Exercise prompt: From the line holding "fn render_columns(&mut self, names: &[String])" to the final line below, restate each line word for word and add nothing.
══ Supplied material ══
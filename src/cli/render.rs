//! # Result Rendering
//!
//! Turns an [`ExecuteResult`] into text on a writer, or into a CSV file when
//! an output destination is set.
//!
//! ## Modes
//!
//! | Result       | Bordered (default)                     | Raw                        |
//! |--------------|----------------------------------------|----------------------------|
//! | rows         | box table + `N rows in set`            | one comma-joined line/row  |
//! | no rows      | `Empty set`                            | nothing                    |
//! | aggregates   | one-row box table, aliases as headers  | one comma-joined line      |
//! | columns      | `Columns in CSV file:` + `N: name`     | same                       |
//! | mutation     | `Query OK, N rows affected`            | same                       |
//!
//! With an output destination, row and aggregate results are saved as CSV
//! instead (header omitted in raw mode) and `Results saved to: <path>` is
//! printed.

use crate::cli::table::TableFormatter;
use crate::config::{DEFAULT_DELIMITER, RAW_FIELD_SEPARATOR};
use crate::database::ExecuteResult;
use crate::sql::AggregateResult;
use crate::storage;
use crate::types::{Row, Table};
use eyre::Result;
use std::io::Write;
use std::path::PathBuf;

pub struct Renderer<W: Write> {
    out: W,
    raw: bool,
    output: Option<PathBuf>,
    delimiter: u8,
}

impl<W: Write> Renderer<W> {
    pub fn new(out: W) -> Self {
        Self {
            out,
            raw: false,
            output: None,
            delimiter: DEFAULT_DELIMITER,
        }
    }

    pub fn raw(mut self, raw: bool) -> Self {
        self.raw = raw;
        self
    }

    /// Saves row results to `path` instead of printing them.
    pub fn output(mut self, path: Option<PathBuf>) -> Self {
        self.output = path;
        self
    }

    pub fn delimiter(mut self, delimiter: u8) -> Self {
        self.delimiter = delimiter;
        self
    }

    pub fn into_inner(self) -> W {
        self.out
    }

    pub fn render(&mut self, result: &ExecuteResult) -> Result<()> {
        match result {
            ExecuteResult::Select { table } => self.render_table(table),
            ExecuteResult::Aggregate { results } => self.render_aggregates(results),
            ExecuteResult::Columns { names } => self.render_columns(names),
            ExecuteResult::Insert { rows_affected }
            | ExecuteResult::Update { rows_affected }
            | ExecuteResult::Delete { rows_affected }
            | ExecuteResult::Truncate { rows_affected } => {
                writeln!(
                    self.out,
                    "Query OK, {} row{} affected",
                    rows_affected,
                    plural(*rows_affected)
                )?;
                Ok(())
            }
        }
    }

    fn render_table(&mut self, table: &Table) -> Result<()> {
        if self.save_if_requested(table)? {
            return Ok(());
        }

        if table.is_empty() {
            if !self.raw {
                writeln!(self.out, "Empty set")?;
            }
            return Ok(());
        }

        if self.raw {
            for row in table.rows() {
                writeln!(self.out, "{}", row.values.join(RAW_FIELD_SEPARATOR))?;
            }
            return Ok(());
        }

        let formatter = TableFormatter::new(table.columns().to_vec(), table.rows());
        write!(self.out, "{}", formatter.render())?;
        writeln!(
            self.out,
            "{} row{} in set",
            formatter.row_count(),
            plural(formatter.row_count())
        )?;
        Ok(())
    }

    fn render_aggregates(&mut self, results: &AggregateResult) -> Result<()> {
        let table = aggregate_table(results)?;
        if self.save_if_requested(&table)? {
            return Ok(());
        }

        if self.raw {
            let values: Vec<String> = results.values().map(|v| v.to_string()).collect();
            writeln!(self.out, "{}", values.join(RAW_FIELD_SEPARATOR))?;
            return Ok(());
        }

        let formatter = TableFormatter::new(table.columns().to_vec(), table.rows());
        write!(self.out, "{}", formatter.render())?;
        Ok(())
    }

    fn render_columns(&mut self, names: &[String]) -> Result<()> {
        writeln!(self.out, "Columns in CSV file:")?;
        for (i, name) in names.iter().enumerate() {
            writeln!(self.out, "{}: {}", i + 1, name)?;
        }
        Ok(())
    }

    fn save_if_requested(&mut self, table: &Table) -> Result<bool> {
        let Some(path) = &self.output else {
            return Ok(false);
        };
        storage::save_table(path, table, !self.raw, self.delimiter)?;
        writeln!(self.out, "Results saved to: {}", path.display())?;
        Ok(true)
    }
}

/// Aggregate results as a one-row table with aliases as column names.
pub fn aggregate_table(results: &AggregateResult) -> Result<Table> {
    let columns = results.keys().cloned().collect();
    let row = Row::new(results.values().map(|v| v.to_string()).collect());
    Table::from_rows(columns, vec![row])
}

fn plural(n: usize) -> &'static str {
    if n == 1 {
        ""
    } else {
        "s"
    }
}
═══
Output for this exercise:
    fn render_columns(&mut self, names: &[String]) -> Result<()> {
        writeln!(self.out, "Columns in CSV file:")?;
        for (i, name) in names.iter().enumerate() {
            writeln!(self.out, "{}: {}", i + 1, name)?;
        }
        Ok(())
    }

    fn save_if_requested(&mut self, table: &Table) -> Result<bool> {
        let Some(path) = &self.output else {
            return Ok(false);
        };
        storage::save_table(path, table, !self.raw, self.delimiter)?;
        writeln!(self.out, "Results saved to: {}", path.display())?;
        Ok(true)
    }
}

/// Aggregate results as a one-row table with aliases as column names.
pub fn aggregate_table(results: &AggregateResult) -> Result<Table> {
    let columns = results.keys().cloned().collect();
    let row = Row::new(results.values().map(|v| v.to_string()).collect());
    Table::from_rows(columns, vec![row])
}

fn plural(n: usize) -> &'static str {
    if n == 1 {
        ""
    } else {
        "s"
    }
}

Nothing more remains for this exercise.